In order to become a doula in this program, participants must undergo vigorous training. This includes all the trainings mandated by the state of Oregon to become a doula along with a number of additional steps, many of which are specifically intended to prepare these doulas to work with the vulnerable folks this program prioritizes. 

The services offered by the doulas in this program include two meetings before the birth, used to build a relationship and make a birth plan, support during birth and two visits following birth used to check on the welfare of the mother and the baby. Topics covered during these postpartum visits may include breastfeeding, bonding and postpartum depression, among others.

“Those are midwives and doulas who believe that, at the core, a woman’s body is capable of giving birth if she is adequately supported,” Cheyney said. “There will certainly be some instances in which the pregnancy is pathological, there’s something complicated about the pregnancy related to some other disease condition where you need medical intervention, but it wouldn’t be every birth.” 

Karabatsos said that she first heard about the program through word of mouth and in some of her classes. She then decided to give the program a try. The idea of becoming a nurse midwife had been in the back of her mind for some time, but being in the program was different than she had expected. 

“I think you can’t plan life,” Karabatsos said. “I think everything in life is like a birth: you plan for as much as you want, you plan for no epidural, you’re like ‘I want an all-natural birth with essential oils,’ and it’s not always like that, you know. Sometimes you need an epidural and sometimes you need someone wiping the sweat off your brow. Life happens.” 

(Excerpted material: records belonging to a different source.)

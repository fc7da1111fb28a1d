use super::*;
use axum::extract::{Path, RawQuery, State};
use axum::http::{HeaderMap, Method, StatusCode};
use axum::routing::any;
use axum::{Json, Router};
use ce_core::CellValue;
use std::sync::{Arc, Mutex};

#[derive(Debug, Clone)]
struct Recorded {
    method: Method,
    table: String,
    query: String,
    prefer: Option<String>,
    auth: Option<String>,
    body: String,
}

type Log = Arc<Mutex<Vec<Recorded>>>;

async fn handler(
    State(log): State<Log>,
    method: Method,
    Path(table): Path<String>,
    RawQuery(query): RawQuery,
    headers: HeaderMap,
    body: String,
) -> (StatusCode, Json<serde_json::Value>) {
    let header = |name: &str| {
        headers
            .get(name)
            .and_then(|v| v.to_str().ok())
            .map(String::from)
    };
    log.lock().unwrap().push(Recorded {
        method: method.clone(),
        table: table.clone(),
        query: query.unwrap_or_default(),
        prefer: header("prefer"),
        auth: header("authorization"),
        body,
    });

    if table == "missing" {
        return (
            StatusCode::NOT_FOUND,
            Json(serde_json::json!({"message": "relation does not exist"})),
        );
    }
    if table == "broken" {
        return (
            StatusCode::INTERNAL_SERVER_ERROR,
            Json(serde_json::json!({"message": "boom"})),
        );
    }
    match method {
        Method::POST => (StatusCode::CREATED, Json(serde_json::json!([]))),
        Method::DELETE => (
            StatusCode::OK,
            Json(serde_json::json!([{"SiteID": "S8"}, {"SiteID": "S9"}])),
        ),
        _ => (
            StatusCode::OK,
            Json(serde_json::json!([
                {"SiteID": "S1", "RI Cost per Meter": 12.5, "Route Type": "LMC"}
            ])),
        ),
    }
}

async fn spawn_server() -> (String, Log) {
    let log: Log = Arc::default();
    let app = Router::new()
        .route("/{table}", any(handler))
        .with_state(log.clone());
    let listener = tokio::net::TcpListener::bind("127.0.0.1:0").await.unwrap();
    let addr = listener.local_addr().unwrap();
    tokio::spawn(async move {
        axum::serve(listener, app).await.unwrap();
    });
    (format!("http://{}/", addr), log)
}

fn decoded(query: &str) -> String {
    // enough percent-decoding for the assertions below
    query
        .replace("%22", "\"")
        .replace("%28", "(")
        .replace("%29", ")")
        .replace("%2C", ",")
        .replace("%20", " ")
        .replace('+', " ")
}

#[tokio::test]
async fn test_upsert_posts_merge_duplicates() {
    let (url, log) = spawn_server().await;
    let store = RestBackend::new(&url, Some("secret".to_string()));
    let schema = TableSchema::budget("budget_lmc");
    let rows = vec![Row::new().with("SiteID", "S1").with("Total RI Amount", "1,000")];

    assert_eq!(store.upsert(&schema, &rows).await.unwrap(), 1);

    let recorded = log.lock().unwrap()[0].clone();
    assert_eq!(recorded.method, Method::POST);
    assert_eq!(recorded.table, "budget_lmc");
    assert_eq!(recorded.query, "on_conflict=SiteID");
    assert!(recorded
        .prefer
        .unwrap()
        .contains("resolution=merge-duplicates"));
    assert_eq!(recorded.auth.as_deref(), Some("Bearer secret"));

    let body: serde_json::Value = serde_json::from_str(&recorded.body).unwrap();
    let first = &body.as_array().unwrap()[0];
    assert_eq!(first["SiteID"], "S1");
    assert_eq!(first["Total RI Amount"], 1000.0);
    // every canonical column is sent
    assert_eq!(first.as_object().unwrap().len(), 10);
}

#[tokio::test]
async fn test_delete_absent_uses_not_in_filter() {
    let (url, log) = spawn_server().await;
    let store = RestBackend::new(&url, None);
    let schema = TableSchema::budget("budget_lmc");

    let deleted = store
        .delete_absent(&schema, &["S1".to_string(), "S,2".to_string()])
        .await
        .unwrap();
    assert_eq!(deleted, 2);

    let recorded = log.lock().unwrap()[0].clone();
    assert_eq!(recorded.method, Method::DELETE);
    assert_eq!(
        decoded(&recorded.query),
        r#"SiteID=not.in.("S1","S,2")"#
    );
    assert!(recorded.auth.is_none());
}

#[tokio::test]
async fn test_delete_absent_empty_keep_sends_nothing() {
    let (url, log) = spawn_server().await;
    let store = RestBackend::new(&url, None);
    let schema = TableSchema::budget("budget_lmc");
    assert_eq!(store.delete_absent(&schema, &[]).await.unwrap(), 0);
    assert!(log.lock().unwrap().is_empty());
}

#[tokio::test]
async fn test_query_one_projects_requested_columns() {
    let (url, log) = spawn_server().await;
    let store = RestBackend::new(&url, None);
    let schema = TableSchema::budget("budget_lmc");
    let columns = vec!["RI Cost per Meter".to_string(), "Material Cost".to_string()];

    let row = store.query_one(&schema, "S1", &columns).await.unwrap().unwrap();
    assert_eq!(
        row.columns().collect::<Vec<_>>(),
        vec!["RI Cost per Meter", "Material Cost"]
    );
    assert_eq!(row.value("RI Cost per Meter"), CellValue::Number(12.5));
    assert_eq!(row.value("Material Cost"), CellValue::Null);

    let query = decoded(&log.lock().unwrap()[0].query);
    assert!(query.contains(r#"select="RI Cost per Meter","Material Cost""#));
    assert!(query.contains("SiteID=eq.S1"));
    assert!(query.contains("limit=1"));
}

#[tokio::test]
async fn test_missing_table_maps_to_table_not_found() {
    let (url, _log) = spawn_server().await;
    let store = RestBackend::new(&url, None);
    let err = store
        .ensure_table(&TableSchema::budget("missing"))
        .await
        .unwrap_err();
    assert!(matches!(err, DbError::TableNotFound(_)));
}

#[tokio::test]
async fn test_server_error_surfaces_status_and_body() {
    let (url, _log) = spawn_server().await;
    let store = RestBackend::new(&url, None);
    let err = store
        .count(&TableSchema::budget("broken"))
        .await
        .unwrap_err();
    match err {
        DbError::RequestFailed { status, body } => {
            assert_eq!(status, 500);
            assert!(body.contains("boom"));
        }
        other => panic!("unexpected error: {other}"),
    }
}

#[tokio::test]
async fn test_select_all_and_count() {
    let (url, _log) = spawn_server().await;
    let store = RestBackend::new(&url, None);
    let schema = TableSchema::budget("budget_lmc");
    let rows = store.select_all(&schema).await.unwrap();
    assert_eq!(rows.len(), 1);
    assert_eq!(rows[0].len(), 10);
    assert_eq!(store.count(&schema).await.unwrap(), 1);
    assert_eq!(store.store_type(), "rest");
}
//! cex - command line for the demand-note ledger

use anyhow::Result;
use clap::Parser;

mod cli;
mod commands;
mod context;
mod logger;

use cli::Cli;
use commands::{actual_cost, budget, dn_master, draft, init, po, process, reconcile};

#[tokio::main]
async fn main() -> Result<()> {
    let cli = Cli::parse();
    logger::init(cli.global.verbose);

    match &cli.command {
        cli::Commands::Init(args) => init::execute(args, &cli.global).await,
        cli::Commands::Budget(args) => budget::execute(args, &cli.global).await,
        cli::Commands::DnMaster(args) => dn_master::execute(args, &cli.global).await,
        cli::Commands::Po(args) => po::execute(args, &cli.global).await,
        cli::Commands::Reconcile(args) => reconcile::execute(args, &cli.global).await,
        cli::Commands::Draft(args) => draft::execute(args, &cli.global).await,
        cli::Commands::ActualCost(args) => actual_cost::execute(args, &cli.global).await,
        cli::Commands::Process(args) => process::execute(args, &cli.global).await,
    }
}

Karabatsos aims to become a CNA now and a nurse midwife after her Bachelor of Science. She  views participating in this program as a good first step as well as a meaningful experience. 

“I just want to help women,” Karabatsos said. “It’s not the paycheck or whatever. It’s about being able to help people and do something positive.”

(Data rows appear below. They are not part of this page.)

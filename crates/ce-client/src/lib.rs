//! ce-client - HTTP clients for the DN ledger
//!
//! Talks to the document parsing backend (PO/DN/application parsers, master
//! uploads and downloads, actual-cost extraction, per-authority output
//! workbooks) and creates mail drafts.

pub mod error;
mod http;
pub mod mail;
pub mod masters;
pub mod parse;
pub mod process;

pub use error::{ClientError, ClientResult};
pub use http::UploadFile;
pub use mail::MailClient;
pub use masters::{ActualCostResult, MasterKind};
pub use parse::{fields_from_json, parse_all, HttpParseClient, ParseRequest, ParseService};
pub use process::{filename_from_disposition, OutputFile, OutputKind, ALL_OUTPUTS_FILE_NAME};
//! Store trait definition

use crate::error::DbResult;
use async_trait::async_trait;
use ce_core::{CellValue, ColumnKind, Row, TableSchema};

/// Keyed table store for the ledger tables
///
/// Every operation takes the table's [`TableSchema`], which names the table,
/// its business key column and its canonical columns.
/// Implementations must be Send + Sync for async operation.
#[async_trait]
pub trait Store: Send + Sync {
    /// Create the table if it does not exist (or verify it is reachable)
    async fn ensure_table(&self, schema: &TableSchema) -> DbResult<()>;

    /// Insert rows, updating existing rows that share the key. Returns rows written.
    async fn upsert(&self, schema: &TableSchema, rows: &[Row]) -> DbResult<usize>;

    /// Delete every row whose key is not in `keep`. Returns rows deleted.
    ///
    /// An empty `keep` deletes nothing.
    async fn delete_absent(&self, schema: &TableSchema, keep: &[String]) -> DbResult<usize>;

    /// Fetch the row with the given key, restricted to `columns`
    /// (all schema columns when empty)
    async fn query_one(
        &self,
        schema: &TableSchema,
        key: &str,
        columns: &[String],
    ) -> DbResult<Option<Row>>;

    /// Every row of the table, ordered by key
    async fn select_all(&self, schema: &TableSchema) -> DbResult<Vec<Row>>;

    /// Number of rows in the table
    async fn count(&self, schema: &TableSchema) -> DbResult<usize>;

    /// Store type identifier for logging
    fn store_type(&self) -> &'static str;
}

/// Columns a query returns: the requested ones after validation, or all.
pub(crate) fn selected_columns(schema: &TableSchema, columns: &[String]) -> DbResult<Vec<String>> {
    if columns.is_empty() {
        return Ok(schema.columns.iter().map(|c| c.name.clone()).collect());
    }
    schema.check_columns(columns)?;
    Ok(columns.to_vec())
}

/// Shape a value for a typed column before it is written.
///
/// Numeric columns cannot hold text, so text that does not parse as a number
/// is stored as null.
pub(crate) fn storable(kind: ColumnKind, column: &str, value: &CellValue) -> CellValue {
    match (kind, value) {
        (ColumnKind::Number, CellValue::Number(_)) | (_, CellValue::Null) => value.clone(),
        (ColumnKind::Number, other) => match other.as_f64() {
            Some(n) => CellValue::Number(n),
            None => {
                log::warn!(
                    "Column '{}' is numeric, storing null instead of '{}'",
                    column,
                    other
                );
                CellValue::Null
            }
        },
        (ColumnKind::Text | ColumnKind::Date, CellValue::Text(_)) => value.clone(),
        (ColumnKind::Text | ColumnKind::Date, other) => CellValue::Text(other.to_string()),
    }
}

/// Project a row onto the schema's columns in storage form.
pub(crate) fn storable_row(schema: &TableSchema, row: &Row) -> Row {
    schema
        .columns
        .iter()
        .map(|c| (c.name.clone(), storable(c.kind, &c.name, &row.value(&c.name))))
        .collect()
}
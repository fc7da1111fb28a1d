//! CLI command implementations

pub(crate) mod actual_cost;
pub(crate) mod budget;
pub(crate) mod common;
pub(crate) mod dn_master;
pub(crate) mod draft;
pub(crate) mod init;
pub(crate) mod po;
pub(crate) mod process;
pub(crate) mod reconcile;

The goal for the program is to ultimately become a model for other healthcare providers and to change maternal care during pregnancy, birth and after birth for the better. By demonstrating the effectiveness and importance of providing access to doulas for at-risk populations, the folks involved with the program hope that this one can be expanded and help lots of mothers and babies. According to Holly Horan, doctoral candidate and program coordinator for the Doula Program, this program has found success thus far and other programs like it have already begun to reach out for consultations. 

Thus far, the program has received more than 100 mother referrals and the doulas have aided in approximately 60 births, less than 10% of which have required medically necessary C-sections. Many more doulas also signed up for the trainings than were expected, according to Horan. These outcomes, according to Horan and Cheyney, indicate higher levels of interest than they expected going into the program and the C-section rate is right on par with that recommended by the WHO. According to Horan, perhaps their greatest challenge thus far has been managing the program’s success. 

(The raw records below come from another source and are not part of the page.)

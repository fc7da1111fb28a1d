use super::*;

#[test]
fn test_set_replaces_in_place() {
    let mut row = Row::new().with("a", 1.0).with("b", "x");
    row.set("a", 2.0);
    assert_eq!(row.columns().collect::<Vec<_>>(), vec!["a", "b"]);
    assert_eq!(row.get("a"), Some(&CellValue::Number(2.0)));
}

#[test]
fn test_project_fills_missing_with_null() {
    let row = Row::new().with("SiteID", "S1").with("Route Type", "LMC");
    let projected = row.project(&["Route Type", "Total RI Amount"]);
    assert_eq!(
        projected.columns().collect::<Vec<_>>(),
        vec!["Route Type", "Total RI Amount"]
    );
    assert_eq!(projected.value("Total RI Amount"), CellValue::Null);
}

#[test]
fn test_serialize_preserves_order() {
    let row = Row::new().with("z", 1.0).with("a", "two").with("m", CellValue::Null);
    let json = serde_json::to_string(&row).unwrap();
    assert_eq!(json, r#"{"z":1.0,"a":"two","m":null}"#);
}

#[test]
fn test_deserialize_preserves_document_order() {
    let row: Row = serde_json::from_str(r#"{"z": 1, "a": "two", "m": null}"#).unwrap();
    assert_eq!(row.columns().collect::<Vec<_>>(), vec!["z", "a", "m"]);
    assert_eq!(row.value("z"), CellValue::Number(1.0));
}

#[test]
fn test_from_json_object() {
    let row = Row::from_json(&serde_json::json!({"RI Amount": 1200.5, "Ward": "K/E"})).unwrap();
    assert_eq!(row.value("RI Amount"), CellValue::Number(1200.5));
    assert_eq!(row.value("Ward"), CellValue::text("K/E"));
    assert!(Row::from_json(&serde_json::json!([1, 2])).is_none());
}
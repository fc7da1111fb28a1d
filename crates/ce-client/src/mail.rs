//! Mail draft creation.

use crate::error::ClientResult;
use crate::http::{check, json_body};
use ce_reconcile::EmailDraft;
use reqwest::Client;

/// Creates drafts through a Graph-compatible `messages` endpoint.
#[derive(Debug, Clone)]
pub struct MailClient {
    client: Client,
    messages_url: String,
}

impl MailClient {
    pub fn new(messages_url: &str) -> Self {
        Self {
            client: Client::new(),
            messages_url: messages_url.to_string(),
        }
    }

    /// POST the draft; returns the created message as the endpoint reports it.
    pub async fn create_draft(
        &self,
        access_token: &str,
        draft: &EmailDraft,
    ) -> ClientResult<serde_json::Value> {
        log::debug!(
            "Creating draft '{}' for {} recipient(s)",
            draft.subject,
            draft.to.len()
        );
        let response = self
            .client
            .post(&self.messages_url)
            .bearer_auth(access_token)
            .json(&draft.to_graph_payload())
            .send()
            .await?;
        json_body(check(response).await?).await
    }
}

“I just want to recognize that all the doulas involved in this program are willing to be a part of the learning process, as beautiful and messy as that is,” Horan said. “You know, they’re not getting reimbursed enough, they’re doing hard work, they’re working harder than some of your standard doulas who are taking care of people who have more than enough resources, time and energy, and they are getting reimbursed at a fraction of the cost. So it’s just important to keep in mind that we are currently in the process of figuring this out and that the people who are standing by our sides, those doulas, we are really,  really grateful for. They are the true leaders of change and improvement in maternity care.”